++++ Data in this exercise ++++

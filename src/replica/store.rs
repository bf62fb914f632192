//! Secondary store access
//!
//! The secondary store is reached through sqlx's `Any` driver so the same
//! code serves Postgres and SQLite replicas. Every write is an idempotent
//! upsert keyed on the primary store's identifiers.

use std::time::Duration;

use sqlx::AnyPool;
use sqlx::any::AnyPoolOptions;
use tokio::sync::OnceCell;

use super::mutation::Mutation;
use crate::config::ReplicaConfig;
use crate::error::AppError;

/// Portable DDL for the secondary schema.
///
/// Mirrors the primary tables and columns. Foreign keys are left out
/// because replica writes may land in any order.
pub const SECONDARY_SCHEMA: &[&str] = &[
    r#"CREATE TABLE IF NOT EXISTS users (
        id BIGINT PRIMARY KEY,
        username TEXT NOT NULL UNIQUE,
        email TEXT NOT NULL UNIQUE,
        password_hash TEXT NOT NULL,
        confirmed BIGINT NOT NULL DEFAULT 0,
        name TEXT,
        headline TEXT,
        location TEXT,
        about_me TEXT,
        member_since TEXT NOT NULL,
        last_seen TEXT NOT NULL,
        last_message_read_time TEXT
    )"#,
    r#"CREATE TABLE IF NOT EXISTS posts (
        id BIGINT PRIMARY KEY,
        body TEXT NOT NULL,
        body_html TEXT NOT NULL,
        timestamp TEXT NOT NULL,
        author_id BIGINT NOT NULL
    )"#,
    r#"CREATE TABLE IF NOT EXISTS follows (
        follower_id BIGINT NOT NULL,
        followed_id BIGINT NOT NULL,
        timestamp TEXT NOT NULL,
        PRIMARY KEY (follower_id, followed_id)
    )"#,
    r#"CREATE TABLE IF NOT EXISTS comments (
        id BIGINT PRIMARY KEY,
        body TEXT NOT NULL,
        timestamp TEXT NOT NULL,
        author_id BIGINT NOT NULL,
        post_id BIGINT NOT NULL
    )"#,
    r#"CREATE TABLE IF NOT EXISTS likes (
        id BIGINT PRIMARY KEY,
        author_id BIGINT NOT NULL,
        post_id BIGINT NOT NULL,
        UNIQUE (author_id, post_id)
    )"#,
    r#"CREATE TABLE IF NOT EXISTS messages (
        id BIGINT PRIMARY KEY,
        sender_id BIGINT NOT NULL,
        recipient_id BIGINT NOT NULL,
        body TEXT NOT NULL,
        timestamp TEXT NOT NULL
    )"#,
    r#"CREATE TABLE IF NOT EXISTS notifications (
        id BIGINT PRIMARY KEY,
        user_id BIGINT NOT NULL,
        name TEXT NOT NULL,
        payload_json TEXT NOT NULL,
        timestamp DOUBLE PRECISION NOT NULL
    )"#,
];

/// Best-effort secondary database
///
/// Connects lazily: building a store never touches the network, and the
/// schema is created on the first write.
pub struct SecondaryStore {
    pool: AnyPool,
    schema_ready: OnceCell<()>,
}

impl SecondaryStore {
    /// Build a lazily-connecting store for `url`
    ///
    /// # Errors
    /// Returns error if the URL cannot be parsed or names an unknown driver
    pub fn connect_lazy(url: &str, config: &ReplicaConfig) -> Result<Self, AppError> {
        sqlx::any::install_default_drivers();

        let pool = AnyPoolOptions::new()
            .max_connections(config.max_connections)
            .acquire_timeout(Duration::from_secs(config.timeout_seconds.max(1)))
            .connect_lazy(url)
            .map_err(|e| AppError::Config(format!("invalid replica.url: {e}")))?;

        Ok(Self {
            pool,
            schema_ready: OnceCell::new(),
        })
    }

    /// Create the secondary tables if they do not exist yet.
    pub async fn ensure_schema(&self) -> Result<(), sqlx::Error> {
        self.schema_ready
            .get_or_try_init(|| async {
                for statement in SECONDARY_SCHEMA {
                    sqlx::query(statement).execute(&self.pool).await?;
                }
                tracing::info!("Secondary schema ready");
                Ok::<(), sqlx::Error>(())
            })
            .await?;

        Ok(())
    }

    /// Re-apply one mutation
    pub async fn apply(&self, mutation: &Mutation) -> Result<(), sqlx::Error> {
        self.ensure_schema().await?;

        match mutation {
            Mutation::UpsertUser(user) => {
                sqlx::query(
                    r#"
                    INSERT INTO users (
                        id, username, email, password_hash, confirmed, name, headline,
                        location, about_me, member_since, last_seen, last_message_read_time
                    ) VALUES ($1, $2, $3, $4, $5, $6, $7, $8, $9, $10, $11, $12)
                    ON CONFLICT (id) DO UPDATE SET
                        username = excluded.username,
                        email = excluded.email,
                        password_hash = excluded.password_hash,
                        confirmed = excluded.confirmed,
                        name = excluded.name,
                        headline = excluded.headline,
                        location = excluded.location,
                        about_me = excluded.about_me,
                        member_since = excluded.member_since,
                        last_seen = excluded.last_seen,
                        last_message_read_time = excluded.last_message_read_time
                    "#,
                )
                .bind(user.id)
                .bind(&user.username)
                .bind(&user.email)
                .bind(&user.password_hash)
                .bind(i64::from(user.confirmed))
                .bind(&user.name)
                .bind(&user.headline)
                .bind(&user.location)
                .bind(&user.about_me)
                .bind(user.member_since.to_rfc3339())
                .bind(user.last_seen.to_rfc3339())
                .bind(user.last_message_read_time.map(|at| at.to_rfc3339()))
                .execute(&self.pool)
                .await?;
            }
            Mutation::UpsertPost(post) => {
                sqlx::query(
                    r#"
                    INSERT INTO posts (id, body, body_html, timestamp, author_id)
                    VALUES ($1, $2, $3, $4, $5)
                    ON CONFLICT (id) DO UPDATE SET
                        body = excluded.body,
                        body_html = excluded.body_html,
                        timestamp = excluded.timestamp,
                        author_id = excluded.author_id
                    "#,
                )
                .bind(post.id)
                .bind(&post.body)
                .bind(&post.body_html)
                .bind(post.timestamp.to_rfc3339())
                .bind(post.author_id)
                .execute(&self.pool)
                .await?;
            }
            Mutation::UpsertComment(comment) => {
                sqlx::query(
                    r#"
                    INSERT INTO comments (id, body, timestamp, author_id, post_id)
                    VALUES ($1, $2, $3, $4, $5)
                    ON CONFLICT (id) DO UPDATE SET
                        body = excluded.body,
                        timestamp = excluded.timestamp,
                        author_id = excluded.author_id,
                        post_id = excluded.post_id
                    "#,
                )
                .bind(comment.id)
                .bind(&comment.body)
                .bind(comment.timestamp.to_rfc3339())
                .bind(comment.author_id)
                .bind(comment.post_id)
                .execute(&self.pool)
                .await?;
            }
            Mutation::UpsertLike(like) => {
                sqlx::query(
                    r#"
                    INSERT INTO likes (id, author_id, post_id) VALUES ($1, $2, $3)
                    ON CONFLICT (author_id, post_id) DO NOTHING
                    "#,
                )
                .bind(like.id)
                .bind(like.author_id)
                .bind(like.post_id)
                .execute(&self.pool)
                .await?;
            }
            Mutation::DeleteLike { author_id, post_id } => {
                sqlx::query("DELETE FROM likes WHERE author_id = $1 AND post_id = $2")
                    .bind(*author_id)
                    .bind(*post_id)
                    .execute(&self.pool)
                    .await?;
            }
            Mutation::UpsertFollow(follow) => {
                sqlx::query(
                    r#"
                    INSERT INTO follows (follower_id, followed_id, timestamp) VALUES ($1, $2, $3)
                    ON CONFLICT (follower_id, followed_id) DO NOTHING
                    "#,
                )
                .bind(follow.follower_id)
                .bind(follow.followed_id)
                .bind(follow.timestamp.to_rfc3339())
                .execute(&self.pool)
                .await?;
            }
            Mutation::DeleteFollow {
                follower_id,
                followed_id,
            } => {
                sqlx::query("DELETE FROM follows WHERE follower_id = $1 AND followed_id = $2")
                    .bind(*follower_id)
                    .bind(*followed_id)
                    .execute(&self.pool)
                    .await?;
            }
            Mutation::UpsertMessage(message) => {
                sqlx::query(
                    r#"
                    INSERT INTO messages (id, sender_id, recipient_id, body, timestamp)
                    VALUES ($1, $2, $3, $4, $5)
                    ON CONFLICT (id) DO UPDATE SET
                        sender_id = excluded.sender_id,
                        recipient_id = excluded.recipient_id,
                        body = excluded.body,
                        timestamp = excluded.timestamp
                    "#,
                )
                .bind(message.id)
                .bind(message.sender_id)
                .bind(message.recipient_id)
                .bind(&message.body)
                .bind(message.timestamp.to_rfc3339())
                .execute(&self.pool)
                .await?;
            }
            Mutation::ReplaceNotification(notification) => {
                let mut tx = self.pool.begin().await?;

                sqlx::query("DELETE FROM notifications WHERE user_id = $1 AND name = $2 AND id <> $3")
                    .bind(notification.user_id)
                    .bind(&notification.name)
                    .bind(notification.id)
                    .execute(&mut *tx)
                    .await?;

                sqlx::query(
                    r#"
                    INSERT INTO notifications (id, user_id, name, payload_json, timestamp)
                    VALUES ($1, $2, $3, $4, $5)
                    ON CONFLICT (id) DO UPDATE SET
                        user_id = excluded.user_id,
                        name = excluded.name,
                        payload_json = excluded.payload_json,
                        timestamp = excluded.timestamp
                    "#,
                )
                .bind(notification.id)
                .bind(notification.user_id)
                .bind(&notification.name)
                .bind(&notification.payload_json)
                .bind(notification.timestamp)
                .execute(&mut *tx)
                .await?;

                tx.commit().await?;
            }
        }

        Ok(())
    }

    /// Count rows of a replicated table.
    pub async fn count_rows(&self, table: &str) -> Result<i64, sqlx::Error> {
        if !SECONDARY_TABLES.contains(&table) {
            return Err(sqlx::Error::Protocol(format!("unknown table: {table}")));
        }

        self.ensure_schema().await?;
        let count = sqlx::query_scalar::<_, i64>(&format!("SELECT COUNT(*) FROM {table}"))
            .fetch_one(&self.pool)
            .await?;
        Ok(count)
    }

    /// Close all pooled connections.
    pub async fn close(&self) {
        self.pool.close().await;
    }
}

/// Replicated tables in foreign-key order.
pub const SECONDARY_TABLES: &[&str] = &[
    "users",
    "posts",
    "follows",
    "comments",
    "likes",
    "messages",
    "notifications",
];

++++

## Exercise
Give only the number of lines in the records that contain the string "crate".

## Reply
2